_PROVIDED DATA_.
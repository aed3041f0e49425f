//! Bundle module - assembly of legal-demand bundles.
//!
//! The pipeline runs leaf-first through these submodules:
//! - `markup` - translates drafted text into the presentational markup subset
//! - `composer` - lays out the letter and evidence schedule as Typst source
//! - `engine` - compiles Typst source into PDF bytes
//! - `merger` - appends cloud-hosted PDF attachments to the composed document

pub mod common;
pub mod composer;
pub mod engine;
pub mod markup;
pub mod merger;
pub mod traits;

pub use composer::{DemandBundleComposer, EVIDENCE_BODY_LIMIT};
pub use engine::TypstRenderEngine;
pub use merger::{AttachmentOutcome, PdfMerger, SkipReason};
pub use traits::DocumentRenderer;

use std::sync::Arc;

use actix_web::web;
use thiserror::Error;

use crate::case::models::CaseFile;
use crate::storage::EvidenceFetcher;

/// Errors raised while turning the composed layout into a PDF.
#[derive(Debug, Error)]
pub enum RenderError {
    #[error("failed to load Typst template: {0}")]
    TemplateIo(#[source] std::io::Error),
    #[error("malformed markup at byte {position}: {message}")]
    Markup { position: usize, message: String },
    #[error("failed to create temporary directory: {0}")]
    TempDir(#[source] std::io::Error),
    #[error("failed to write Typst source: {0}")]
    WriteTypst(#[source] std::io::Error),
    #[error("Typst CLI execution failed: {0}")]
    TypstIo(#[source] std::io::Error),
    #[error("Typst CLI exited with status {code}: {stderr}")]
    TypstExit { code: i32, stderr: String },
    #[error("failed to read generated PDF: {0}")]
    ReadPdf(#[source] std::io::Error),
    #[error("render worker failed: {0}")]
    Blocking(String),
}

/// Fatal errors of a bundle request. Attachment-level failures never end up here.
#[derive(Debug, Error)]
pub enum BundleError {
    #[error(transparent)]
    Render(#[from] RenderError),
    #[error("composed document is not a readable PDF: {0}")]
    BaseDocument(#[source] lopdf::Error),
    #[error("failed to write merged PDF: {0}")]
    Write(#[source] lopdf::Error),
}

/// The merged output of one bundle request.
#[derive(Debug)]
pub struct Bundle {
    pub filename: String,
    pub pdf: Vec<u8>,
    /// Number of attachments whose pages were appended.
    pub merged: usize,
    /// One entry per attachment, in the case's listing order.
    pub outcomes: Vec<(String, AttachmentOutcome)>,
}

/// Runs the full pipeline for one case: compose, then merge eligible attachments.
pub struct BundleAssembler<'a> {
    composer: &'a DemandBundleComposer,
    renderer: Arc<dyn DocumentRenderer>,
    fetcher: EvidenceFetcher<'a>,
}

impl<'a> BundleAssembler<'a> {
    pub fn new(
        composer: &'a DemandBundleComposer,
        renderer: Arc<dyn DocumentRenderer>,
        fetcher: EvidenceFetcher<'a>,
    ) -> Self {
        Self {
            composer,
            renderer,
            fetcher,
        }
    }

    /// Build the bundle. `draft` is the raw drafting-service text; it is
    /// translated here exactly once.
    pub async fn assemble(&self, case_file: &CaseFile, draft: &str) -> Result<Bundle, BundleError> {
        let translated = markup::translate(draft);
        let source = self
            .composer
            .compose(&case_file.case, &case_file.messages, &translated)?;
        // Rendering shells out and blocks; keep it off the request worker.
        let renderer = Arc::clone(&self.renderer);
        let base = web::block(move || renderer.render(&source))
            .await
            .map_err(|e| RenderError::Blocking(e.to_string()))??;
        log::debug!(
            "composed base document for case {} ({} bytes)",
            case_file.case.id,
            base.len()
        );

        let mut merger = PdfMerger::new(&base).map_err(BundleError::BaseDocument)?;
        let mut outcomes = Vec::with_capacity(case_file.attachments.len());

        for attachment in &case_file.attachments {
            let outcome = merger.merge_attachment(attachment, &self.fetcher).await;
            match &outcome {
                AttachmentOutcome::Merged { pages } => {
                    log::info!("merged {} ({} pages)", attachment.filename, pages)
                }
                AttachmentOutcome::Skipped(reason) => {
                    log::warn!("skipped {}: {}", attachment.filename, reason)
                }
            }
            outcomes.push((attachment.filename.clone(), outcome));
        }

        let merged = merger.merged_count();
        let pdf = merger.finish().map_err(BundleError::Write)?;
        log::info!(
            "bundle for case {} ready: {} attachment(s) merged, {} bytes",
            case_file.case.id,
            merged,
            pdf.len()
        );

        Ok(Bundle {
            filename: common::bundle_filename(&case_file.case.title),
            pdf,
            merged,
            outcomes,
        })
    }
}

_WHAT TO WORK ON_.
Collect the complete line wherever the string "DemandBundleComposer" appears in the records.

_YOUR RESPONSE_.
pub use composer::{DemandBundleComposer, EVIDENCE_BODY_LIMIT};
    composer: &'a DemandBundleComposer,
        composer: &'a DemandBundleComposer,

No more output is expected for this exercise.